Dillingham Fountain has lingering ills
POSTED: Wednesday, December 03, 2008
Question: The beautiful and much-beloved fountain near the Diamond Head end of Kalakaua Avenue has been empty and shut down since July. A member of our neighborhood board told me a few months ago that the 2006 refurbishment of the fountain was botched, and some parts had to be replaced, but it's unclear why this should take five months! I have e-mailed the Parks Department but received no reply. Can you help?
Answer: We can tell you why Dillingham Fountain is not always functioning, but there's no easy answer as to why the problem can't be fixed once and for all.
The problem is that whatever material is used to resurface and seal the fountain just hasn't worked.
At this point the contractor and parks staff are stymied as to what to do, said Lester Chang, director of the Department of Parks and Recreation.
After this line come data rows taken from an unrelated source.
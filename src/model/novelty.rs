use crate::model::dirichlet::{validate_fill, DirichletCategoricalModel};
use crate::model::encoder::{CategoryEncoder, Label};
use crate::model::error::DiceError;
use std::borrow::Cow;
use std::collections::HashSet;
use tracing::debug;

/// Bayes factor (cheat over fair) above which a batch is flagged in dual-model mode.
pub const DEFAULT_BAYES_FACTOR_THRESHOLD: f64 = 10.0;
/// Raw likelihood below which a batch is flagged in single-model mode.
pub const DEFAULT_LIKELIHOOD_THRESHOLD: f64 = 0.1;
/// Concentration given to newly seen categories in the fair model.
pub const FAIR_FILL: f64 = 0.0;
/// Concentration given to newly seen categories in the cheat model.
pub const CHEAT_FILL: f64 = 1.0;

/// Which model of a detector an operation should use.
#[derive(Debug, Clone, Copy, PartialEq, Eq)]
pub enum ModelRole {
    /// The fair model, or the sole reference model in single-model mode.
    Fair,
    Cheat,
}

impl ModelRole {
    pub fn as_str(&self) -> &'static str {
        match self {
            ModelRole::Fair => "fair",
            ModelRole::Cheat => "cheat",
        }
    }
}

/// A model together with the concentration assigned to categories added later.
#[derive(Debug, Clone, PartialEq)]
pub struct RoleModel {
    pub model: DirichletCategoricalModel,
    pub fill: f64,
}

impl RoleModel {
    pub fn new(model: DirichletCategoricalModel, fill: f64) -> Result<Self, DiceError> {
        validate_fill(fill)?;
        Ok(Self { model, fill })
    }

    pub fn fair(model: DirichletCategoricalModel) -> Self {
        Self {
            model,
            fill: FAIR_FILL,
        }
    }

    pub fn cheat(model: DirichletCategoricalModel) -> Self {
        Self {
            model,
            fill: CHEAT_FILL,
        }
    }

    fn extended(&self, n_new: usize) -> Self {
        Self {
            model: self.model.append(n_new, self.fill),
            fill: self.fill,
        }
    }
}

/// Detector topology, chosen once at construction.
///
/// The two modes use independent decision rules:
/// - `SingleModel`: novel iff `likelihood(counts) < threshold` (default 0.1),
///   evaluated as `log_marginal(counts) < ln(threshold)` so large batches do
///   not overflow.
/// - `DualModel`: novel iff `log_bayes_factor(obs) > ln(threshold)` (default 10).
#[derive(Debug, Clone, PartialEq)]
pub enum NoveltyMode {
    SingleModel {
        reference: RoleModel,
        default_threshold: f64,
    },
    DualModel {
        fair: RoleModel,
        cheat: RoleModel,
        default_threshold: f64,
    },
}

impl NoveltyMode {
    pub fn single(reference: RoleModel) -> Self {
        NoveltyMode::SingleModel {
            reference,
            default_threshold: DEFAULT_LIKELIHOOD_THRESHOLD,
        }
    }

    pub fn dual(fair: RoleModel, cheat: RoleModel) -> Self {
        NoveltyMode::DualModel {
            fair,
            cheat,
            default_threshold: DEFAULT_BAYES_FACTOR_THRESHOLD,
        }
    }

    pub fn is_dual(&self) -> bool {
        matches!(self, NoveltyMode::DualModel { .. })
    }

    pub fn default_threshold(&self) -> f64 {
        match self {
            NoveltyMode::SingleModel {
                default_threshold, ..
            }
            | NoveltyMode::DualModel {
                default_threshold, ..
            } => *default_threshold,
        }
    }

    fn role_models(&self) -> Vec<&RoleModel> {
        match self {
            NoveltyMode::SingleModel { reference, .. } => vec![reference],
            NoveltyMode::DualModel { fair, cheat, .. } => vec![fair, cheat],
        }
    }

    fn extended(&self, n_new: usize) -> Self {
        match self {
            NoveltyMode::SingleModel {
                reference,
                default_threshold,
            } => NoveltyMode::SingleModel {
                reference: reference.extended(n_new),
                default_threshold: *default_threshold,
            },
            NoveltyMode::DualModel {
                fair,
                cheat,
                default_threshold,
            } => NoveltyMode::DualModel {
                fair: fair.extended(n_new),
                cheat: cheat.extended(n_new),
                default_threshold: *default_threshold,
            },
        }
    }
}

/// Everything a driver needs to report about one scored batch.
#[derive(Debug, Clone, PartialEq)]
pub struct Assessment<T: Label> {
    pub counts: Vec<u64>,
    pub log_marginal_fair: f64,
    /// Present in dual-model mode only.
    pub log_marginal_cheat: Option<f64>,
    /// Present in dual-model mode only.
    pub log_bayes_factor: Option<f64>,
    /// Present in single-model mode only.
    pub likelihood: Option<f64>,
    pub novel: bool,
    pub map: Vec<(T, f64)>,
}

impl<T: Label> Assessment<T> {
    pub fn n(&self) -> u64 {
        self.counts.iter().sum()
    }
}

/// Decides whether die observations still look like they come from the fair process.
#[derive(Debug, Clone)]
pub struct NoveltyDetector<T: Label> {
    encoder: CategoryEncoder<T>,
    mode: NoveltyMode,
}

impl<T: Label> NoveltyDetector<T> {
    pub fn new(categories: &[T], mode: NoveltyMode) -> Result<Self, DiceError> {
        let encoder = CategoryEncoder::fit(categories)?;
        for role in mode.role_models() {
            if role.model.len() != encoder.len() {
                return Err(DiceError::Shape(format!(
                    "model has {} alpha entries but there are {} categories",
                    role.model.len(),
                    encoder.len()
                )));
            }
            validate_fill(role.fill)?;
        }
        // a zero-fill cheat model scores a new face at -inf like the fair one,
        // leaving the Bayes factor undefined
        if let NoveltyMode::DualModel { cheat, .. } = &mode {
            if cheat.fill == 0.0 {
                return Err(DiceError::InvalidFill { value: cheat.fill });
            }
        }
        Ok(Self { encoder, mode })
    }

    /// Likelihood-threshold detector against a single reference model.
    pub fn single(categories: &[T], reference: RoleModel) -> Result<Self, DiceError> {
        Self::new(categories, NoveltyMode::single(reference))
    }

    /// Bayes-factor detector comparing a fair and a cheat model.
    pub fn dual(categories: &[T], fair: RoleModel, cheat: RoleModel) -> Result<Self, DiceError> {
        Self::new(categories, NoveltyMode::dual(fair, cheat))
    }

    /// Replace the mode's default threshold.
    pub fn with_default_threshold(mut self, threshold: f64) -> Result<Self, DiceError> {
        validate_threshold(threshold)?;
        match &mut self.mode {
            NoveltyMode::SingleModel {
                default_threshold, ..
            }
            | NoveltyMode::DualModel {
                default_threshold, ..
            } => *default_threshold = threshold,
        }
        Ok(self)
    }

    pub fn categories(&self) -> &[T] {
        self.encoder.categories()
    }

    pub fn mode(&self) -> &NoveltyMode {
        &self.mode
    }

    pub fn encoder(&self) -> &CategoryEncoder<T> {
        &self.encoder
    }

    /// Model used for `role`. `Cheat` has no model in single-model mode.
    pub fn model(&self, role: ModelRole) -> Result<&DirichletCategoricalModel, DiceError> {
        match (&self.mode, role) {
            (NoveltyMode::SingleModel { reference, .. }, ModelRole::Fair) => Ok(&reference.model),
            (NoveltyMode::SingleModel { .. }, ModelRole::Cheat) => Err(DiceError::UnsupportedMode(
                "single-model detector has no cheat model".into(),
            )),
            (NoveltyMode::DualModel { fair, .. }, ModelRole::Fair) => Ok(&fair.model),
            (NoveltyMode::DualModel { cheat, .. }, ModelRole::Cheat) => Ok(&cheat.model),
        }
    }

    /// Per-category counts of a batch; fails on any unknown label.
    pub fn count_observations(&self, observations: &[T]) -> Result<Vec<u64>, DiceError> {
        self.encoder.count(observations)
    }

    /// Log marginal likelihood of a batch under the model for `role`.
    pub fn log_marginal(&self, observations: &[T], role: ModelRole) -> Result<f64, DiceError> {
        let model = self.model(role)?;
        model.log_marginal(&self.count_observations(observations)?)
    }

    /// Raw marginal likelihood of a batch under the fair/reference model.
    pub fn likelihood(&self, observations: &[T]) -> Result<f64, DiceError> {
        let model = self.model(ModelRole::Fair)?;
        model.likelihood(&self.count_observations(observations)?)
    }

    /// `log_marginal_cheat - log_marginal_fair`. Positive values favour the
    /// cheat model, negative values the fair one. Dual-model mode only.
    pub fn log_bayes_factor(&self, observations: &[T]) -> Result<f64, DiceError> {
        let (fair, cheat) = self.dual_models()?;
        let counts = self.count_observations(observations)?;
        Ok(cheat.log_marginal(&counts)? - fair.log_marginal(&counts)?)
    }

    pub fn bayes_factor(&self, observations: &[T]) -> Result<f64, DiceError> {
        Ok(self.log_bayes_factor(observations)?.exp())
    }

    /// Apply the mode's decision rule. `None` uses the mode's default threshold.
    pub fn is_novel(&self, observations: &[T], threshold: Option<f64>) -> Result<bool, DiceError> {
        let threshold = self.resolve_threshold(threshold)?;
        match &self.mode {
            NoveltyMode::DualModel { .. } => {
                Ok(self.log_bayes_factor(observations)? > threshold.ln())
            }
            NoveltyMode::SingleModel { .. } => {
                Ok(self.log_marginal(observations, ModelRole::Fair)? < threshold.ln())
            }
        }
    }

    /// MAP estimate from the chosen model, paired with the categories in the same order.
    pub fn map_distribution(
        &self,
        observations: &[T],
        role: ModelRole,
    ) -> Result<(Vec<T>, Vec<f64>), DiceError> {
        let model = self.model(role)?;
        let map = model.map(&self.count_observations(observations)?)?;
        Ok((self.categories().to_vec(), map))
    }

    /// Whether every label is a known category. Only the unknown-category
    /// failure becomes `false`; anything else is passed through.
    pub fn is_valid_observations(&self, observations: &[T]) -> Result<bool, DiceError> {
        match self.encoder.transform(observations) {
            Ok(_) => Ok(true),
            Err(DiceError::UnknownCategory { .. }) => Ok(false),
            Err(e) => Err(e),
        }
    }

    /// Labels outside the category set, deduplicated, in first-seen order.
    pub fn unseen_labels(&self, observations: &[T]) -> Vec<T> {
        let mut seen = HashSet::new();
        observations
            .iter()
            .filter(|label| !self.encoder.contains(label))
            .filter(|label| seen.insert(*label))
            .cloned()
            .collect()
    }

    /// Detector that also covers every label in `observations`.
    ///
    /// Returns `self` unchanged when nothing is new. Otherwise the new labels
    /// are appended to the category set and every model's alpha is extended
    /// with that model's fill value; `self` is left as it was.
    pub fn extend_for(&self, observations: &[T]) -> Cow<'_, Self> {
        let unseen = self.unseen_labels(observations);
        if unseen.is_empty() {
            return Cow::Borrowed(self);
        }
        debug!(new = ?unseen, known = self.encoder.len(), "extending category set");
        // fills were validated at construction
        let mode = self.mode.extended(unseen.len());
        let encoder = self.encoder.appended(&unseen);
        Cow::Owned(Self { encoder, mode })
    }

    /// Score one batch with every quantity the active mode supports.
    pub fn assess(
        &self,
        observations: &[T],
        threshold: Option<f64>,
        map_role: ModelRole,
    ) -> Result<Assessment<T>, DiceError> {
        let threshold = self.resolve_threshold(threshold)?;
        let counts = self.count_observations(observations)?;
        let fair = self.model(ModelRole::Fair)?;
        let log_marginal_fair = fair.log_marginal(&counts)?;
        let (log_marginal_cheat, log_bayes_factor, likelihood, novel) = match &self.mode {
            NoveltyMode::DualModel { cheat, .. } => {
                let log_cheat = cheat.model.log_marginal(&counts)?;
                let lbf = log_cheat - log_marginal_fair;
                (Some(log_cheat), Some(lbf), None, lbf > threshold.ln())
            }
            NoveltyMode::SingleModel { .. } => {
                // exp of the log form underflows to 0 instead of overflowing to NaN
                let likelihood = log_marginal_fair.exp();
                (
                    None,
                    None,
                    Some(likelihood),
                    log_marginal_fair < threshold.ln(),
                )
            }
        };
        let map = self
            .model(map_role)?
            .map(&counts)?
            .into_iter()
            .zip(self.categories().iter().cloned())
            .map(|(p, label)| (label, p))
            .collect();
        Ok(Assessment {
            counts,
            log_marginal_fair,
            log_marginal_cheat,
            log_bayes_factor,
            likelihood,
            novel,
            map,
        })
    }

    fn dual_models(
        &self,
    ) -> Result<(&DirichletCategoricalModel, &DirichletCategoricalModel), DiceError> {
        match &self.mode {
            NoveltyMode::DualModel { fair, cheat, .. } => Ok((&fair.model, &cheat.model)),
            NoveltyMode::SingleModel { .. } => Err(DiceError::UnsupportedMode(
                "Bayes factor requires a fair and a cheat model".into(),
            )),
        }
    }

    fn resolve_threshold(&self, threshold: Option<f64>) -> Result<f64, DiceError> {
        let threshold = threshold.unwrap_or_else(|| self.mode.default_threshold());
        validate_threshold(threshold)?;
        Ok(threshold)
    }
}

fn validate_threshold(threshold: f64) -> Result<(), DiceError> {
    if !threshold.is_finite() || threshold <= 0.0 {
        return Err(DiceError::InvalidThreshold { value: threshold });
    }
    Ok(())
}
He said it's not correct or fair to say the repair job last year was "botched," and also said that the fountain has not been completely shut down since July.
We reported on the fountain's problems three times in 2007. The fountain, shut down in 2006 for months for repairs, finally reopened in February 2007. But it was shut down again two days later because vandals had tossed detergent into the water. A cleanup uncovered damaged water jets, a broken pipe and broken rods.
Repairs were made, but then the contractor encountered problems with repeated blistering and bubbling of the paint used on the silicone surface of the fountain. On April 4, 2007, we reported that if no new problems surfaced, Dillingham Fountain would be up and running "shortly."
However, it turned out that the bubbling problem never went away.
"We've tried many repairs," Chang told us this week. "The contractor is still figuring out what's going on."
The fountain has been shut down "on and off," according to Chang, since July because water was leaking.
"We're looking at all kinds of alternatives" as to what to do with the fountain - "not just trying to fix it," he said. If it comes down to a major overhaul, the cost could be prohibitive.
"We don't want to give up yet," Chang said.
For now the cost of the repair work is being borne by the contractor.
The Walter and Louise Dillingham Foundation gave the fountain to the city in 1966.
Q: I live on Namahana Street in Waikiki. There is a condominium going up nearby, and the crews make so much noise from early in the morning. One day, they ran a jackhammer and large compressor from about 6:30 a.m. Isn't there some kind of ordinance or law regarding the noise and the timing?
A: Yes, there are noise constraints for construction activity, including not starting before 7 a.m., according to the state Department of Health's Indoor and Radiological Health Branch.
The branch includes a noise section.
Crews also are not supposed to begin using jackhammers until later than 7 a.m., an official told us.